Say how many of the lines below include the word "integration". Only the number should be given.

◆ Given records
-- Opening Marker --

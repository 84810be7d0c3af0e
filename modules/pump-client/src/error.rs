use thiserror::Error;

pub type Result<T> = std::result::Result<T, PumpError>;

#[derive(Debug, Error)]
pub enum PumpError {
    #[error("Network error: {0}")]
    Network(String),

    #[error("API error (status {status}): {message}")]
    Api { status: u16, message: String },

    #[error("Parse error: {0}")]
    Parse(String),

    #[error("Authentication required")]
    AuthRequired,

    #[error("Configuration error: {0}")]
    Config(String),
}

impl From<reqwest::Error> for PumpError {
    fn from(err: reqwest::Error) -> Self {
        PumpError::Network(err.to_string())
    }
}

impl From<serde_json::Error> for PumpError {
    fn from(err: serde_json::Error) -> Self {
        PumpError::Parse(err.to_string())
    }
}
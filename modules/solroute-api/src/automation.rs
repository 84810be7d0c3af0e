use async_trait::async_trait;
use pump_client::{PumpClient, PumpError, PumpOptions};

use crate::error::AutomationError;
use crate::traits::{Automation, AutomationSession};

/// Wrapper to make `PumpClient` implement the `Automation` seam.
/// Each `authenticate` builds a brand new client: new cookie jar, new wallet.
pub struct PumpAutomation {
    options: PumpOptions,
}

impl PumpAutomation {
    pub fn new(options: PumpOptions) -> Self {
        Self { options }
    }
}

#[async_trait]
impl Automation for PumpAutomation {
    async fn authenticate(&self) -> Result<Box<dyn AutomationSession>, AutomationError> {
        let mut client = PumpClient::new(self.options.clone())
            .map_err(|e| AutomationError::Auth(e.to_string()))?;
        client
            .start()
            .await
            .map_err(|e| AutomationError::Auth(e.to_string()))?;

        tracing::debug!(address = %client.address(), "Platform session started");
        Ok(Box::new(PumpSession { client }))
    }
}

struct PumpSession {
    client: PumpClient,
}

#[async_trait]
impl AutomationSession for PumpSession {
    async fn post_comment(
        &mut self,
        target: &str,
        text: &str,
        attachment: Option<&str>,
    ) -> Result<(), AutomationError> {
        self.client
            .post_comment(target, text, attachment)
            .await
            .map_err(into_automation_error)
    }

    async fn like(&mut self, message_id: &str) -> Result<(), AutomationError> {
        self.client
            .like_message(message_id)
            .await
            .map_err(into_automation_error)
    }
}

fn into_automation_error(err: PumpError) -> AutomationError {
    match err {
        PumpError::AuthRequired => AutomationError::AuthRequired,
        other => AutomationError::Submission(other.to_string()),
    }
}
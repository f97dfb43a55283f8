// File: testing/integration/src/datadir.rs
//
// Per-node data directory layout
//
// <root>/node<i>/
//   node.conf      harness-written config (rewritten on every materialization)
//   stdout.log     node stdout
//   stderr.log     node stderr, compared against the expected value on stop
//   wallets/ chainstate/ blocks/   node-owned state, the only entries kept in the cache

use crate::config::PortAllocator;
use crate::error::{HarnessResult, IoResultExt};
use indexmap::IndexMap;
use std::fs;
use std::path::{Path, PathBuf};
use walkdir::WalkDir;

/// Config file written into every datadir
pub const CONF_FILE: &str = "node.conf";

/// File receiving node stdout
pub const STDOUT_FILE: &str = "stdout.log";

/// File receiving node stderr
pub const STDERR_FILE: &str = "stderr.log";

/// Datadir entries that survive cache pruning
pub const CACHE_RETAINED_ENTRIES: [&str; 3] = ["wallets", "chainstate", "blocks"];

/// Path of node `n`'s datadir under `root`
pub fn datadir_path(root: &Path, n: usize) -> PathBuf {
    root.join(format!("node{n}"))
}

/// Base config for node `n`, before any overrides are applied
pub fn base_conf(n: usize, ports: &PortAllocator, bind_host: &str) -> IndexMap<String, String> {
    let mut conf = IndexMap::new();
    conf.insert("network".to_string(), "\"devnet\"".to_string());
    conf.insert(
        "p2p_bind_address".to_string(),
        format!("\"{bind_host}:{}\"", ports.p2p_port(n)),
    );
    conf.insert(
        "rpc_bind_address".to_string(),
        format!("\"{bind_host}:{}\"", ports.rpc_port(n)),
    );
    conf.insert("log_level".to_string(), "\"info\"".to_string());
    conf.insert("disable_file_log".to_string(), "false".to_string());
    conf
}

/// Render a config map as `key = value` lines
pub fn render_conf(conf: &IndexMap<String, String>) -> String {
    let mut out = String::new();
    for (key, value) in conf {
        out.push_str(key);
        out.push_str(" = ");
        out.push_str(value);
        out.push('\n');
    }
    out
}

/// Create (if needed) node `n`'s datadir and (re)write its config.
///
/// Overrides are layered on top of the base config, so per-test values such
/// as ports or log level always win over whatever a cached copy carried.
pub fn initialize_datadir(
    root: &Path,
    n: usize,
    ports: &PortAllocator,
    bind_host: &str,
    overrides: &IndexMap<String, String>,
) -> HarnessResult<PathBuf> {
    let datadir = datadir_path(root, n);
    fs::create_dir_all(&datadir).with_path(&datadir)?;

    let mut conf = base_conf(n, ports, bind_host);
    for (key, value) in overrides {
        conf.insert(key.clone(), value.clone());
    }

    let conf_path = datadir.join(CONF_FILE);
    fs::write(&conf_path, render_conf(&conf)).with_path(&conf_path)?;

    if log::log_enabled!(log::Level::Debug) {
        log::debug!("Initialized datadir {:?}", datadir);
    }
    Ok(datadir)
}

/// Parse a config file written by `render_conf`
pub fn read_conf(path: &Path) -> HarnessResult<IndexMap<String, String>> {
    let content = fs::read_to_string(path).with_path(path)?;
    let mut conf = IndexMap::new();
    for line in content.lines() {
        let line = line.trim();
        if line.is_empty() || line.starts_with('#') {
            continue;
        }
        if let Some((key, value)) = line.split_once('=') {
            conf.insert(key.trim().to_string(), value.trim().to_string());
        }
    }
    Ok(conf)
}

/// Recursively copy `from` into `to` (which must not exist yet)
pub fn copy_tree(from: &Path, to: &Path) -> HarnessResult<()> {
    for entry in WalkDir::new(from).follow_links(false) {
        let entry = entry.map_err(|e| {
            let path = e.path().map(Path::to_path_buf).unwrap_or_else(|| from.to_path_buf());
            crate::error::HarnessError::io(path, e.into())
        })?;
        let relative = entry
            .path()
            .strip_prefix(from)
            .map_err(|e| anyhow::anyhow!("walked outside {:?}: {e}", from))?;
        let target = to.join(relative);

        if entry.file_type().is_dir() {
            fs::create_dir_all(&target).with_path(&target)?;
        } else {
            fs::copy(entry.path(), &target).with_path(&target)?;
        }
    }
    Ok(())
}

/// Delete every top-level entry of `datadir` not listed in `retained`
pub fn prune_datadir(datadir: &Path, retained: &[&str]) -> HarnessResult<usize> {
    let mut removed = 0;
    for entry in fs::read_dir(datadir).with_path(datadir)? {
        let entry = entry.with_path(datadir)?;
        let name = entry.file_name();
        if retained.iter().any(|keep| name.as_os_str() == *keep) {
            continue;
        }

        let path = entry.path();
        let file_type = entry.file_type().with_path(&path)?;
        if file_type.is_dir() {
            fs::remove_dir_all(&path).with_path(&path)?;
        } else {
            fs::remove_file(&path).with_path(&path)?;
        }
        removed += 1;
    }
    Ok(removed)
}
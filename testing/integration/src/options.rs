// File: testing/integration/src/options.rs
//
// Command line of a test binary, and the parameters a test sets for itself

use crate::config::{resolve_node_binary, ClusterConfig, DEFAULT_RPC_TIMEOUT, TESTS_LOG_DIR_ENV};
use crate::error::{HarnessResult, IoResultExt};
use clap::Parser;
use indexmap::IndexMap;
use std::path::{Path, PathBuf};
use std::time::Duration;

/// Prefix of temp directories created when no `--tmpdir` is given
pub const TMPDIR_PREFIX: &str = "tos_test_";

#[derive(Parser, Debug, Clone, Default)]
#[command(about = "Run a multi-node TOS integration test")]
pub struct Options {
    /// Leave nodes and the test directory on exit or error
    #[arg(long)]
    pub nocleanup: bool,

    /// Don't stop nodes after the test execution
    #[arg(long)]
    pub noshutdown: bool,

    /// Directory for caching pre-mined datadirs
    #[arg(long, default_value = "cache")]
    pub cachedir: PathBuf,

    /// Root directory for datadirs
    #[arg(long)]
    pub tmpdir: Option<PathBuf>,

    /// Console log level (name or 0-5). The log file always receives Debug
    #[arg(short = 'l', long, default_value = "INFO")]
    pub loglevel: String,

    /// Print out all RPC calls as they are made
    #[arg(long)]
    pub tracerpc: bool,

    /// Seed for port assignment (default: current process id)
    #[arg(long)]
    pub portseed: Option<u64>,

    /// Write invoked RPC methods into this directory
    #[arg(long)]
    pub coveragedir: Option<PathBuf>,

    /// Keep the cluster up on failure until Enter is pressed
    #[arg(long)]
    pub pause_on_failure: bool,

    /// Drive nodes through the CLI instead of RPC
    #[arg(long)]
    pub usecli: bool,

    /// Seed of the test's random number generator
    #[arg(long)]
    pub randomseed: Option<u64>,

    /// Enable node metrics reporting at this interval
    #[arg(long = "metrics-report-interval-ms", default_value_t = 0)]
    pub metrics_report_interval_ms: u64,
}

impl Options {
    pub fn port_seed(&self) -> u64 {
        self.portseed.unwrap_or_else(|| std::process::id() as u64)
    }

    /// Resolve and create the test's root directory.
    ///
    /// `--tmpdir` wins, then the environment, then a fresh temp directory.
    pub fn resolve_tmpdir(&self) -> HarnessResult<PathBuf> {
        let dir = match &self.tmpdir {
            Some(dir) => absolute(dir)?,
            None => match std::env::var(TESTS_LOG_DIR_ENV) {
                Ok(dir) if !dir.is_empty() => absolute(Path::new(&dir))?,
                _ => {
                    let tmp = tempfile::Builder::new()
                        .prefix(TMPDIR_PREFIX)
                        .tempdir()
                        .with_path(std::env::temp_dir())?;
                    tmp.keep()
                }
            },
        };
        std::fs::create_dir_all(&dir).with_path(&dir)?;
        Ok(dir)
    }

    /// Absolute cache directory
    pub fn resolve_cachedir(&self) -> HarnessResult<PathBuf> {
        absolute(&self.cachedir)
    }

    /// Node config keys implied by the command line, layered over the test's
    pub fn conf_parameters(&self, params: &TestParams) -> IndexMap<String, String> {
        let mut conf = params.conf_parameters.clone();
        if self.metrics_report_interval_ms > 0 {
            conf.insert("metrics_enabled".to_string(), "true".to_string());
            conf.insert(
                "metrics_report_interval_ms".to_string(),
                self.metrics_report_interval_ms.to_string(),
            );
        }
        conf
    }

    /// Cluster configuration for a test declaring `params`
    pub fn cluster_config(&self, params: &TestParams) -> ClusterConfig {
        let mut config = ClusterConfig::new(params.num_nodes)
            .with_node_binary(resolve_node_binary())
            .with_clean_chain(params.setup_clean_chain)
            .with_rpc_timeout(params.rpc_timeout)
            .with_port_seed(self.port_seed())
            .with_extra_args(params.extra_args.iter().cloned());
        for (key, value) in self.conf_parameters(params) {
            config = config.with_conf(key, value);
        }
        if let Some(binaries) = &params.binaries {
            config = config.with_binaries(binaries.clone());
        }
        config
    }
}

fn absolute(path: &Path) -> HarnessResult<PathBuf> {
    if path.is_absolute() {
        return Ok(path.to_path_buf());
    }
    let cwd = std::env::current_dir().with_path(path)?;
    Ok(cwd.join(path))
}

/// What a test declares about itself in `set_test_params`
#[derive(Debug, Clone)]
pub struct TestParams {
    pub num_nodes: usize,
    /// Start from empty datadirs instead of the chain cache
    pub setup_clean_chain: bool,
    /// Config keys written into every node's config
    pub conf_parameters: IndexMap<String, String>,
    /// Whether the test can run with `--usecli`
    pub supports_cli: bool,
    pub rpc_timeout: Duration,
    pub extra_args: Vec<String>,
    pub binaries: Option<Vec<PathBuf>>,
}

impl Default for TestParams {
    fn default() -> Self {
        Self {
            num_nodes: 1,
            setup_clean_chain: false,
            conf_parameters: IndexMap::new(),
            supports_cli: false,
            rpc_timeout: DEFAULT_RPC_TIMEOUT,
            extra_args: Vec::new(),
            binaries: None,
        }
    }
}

-- Closing Marker --

◆ Answer
4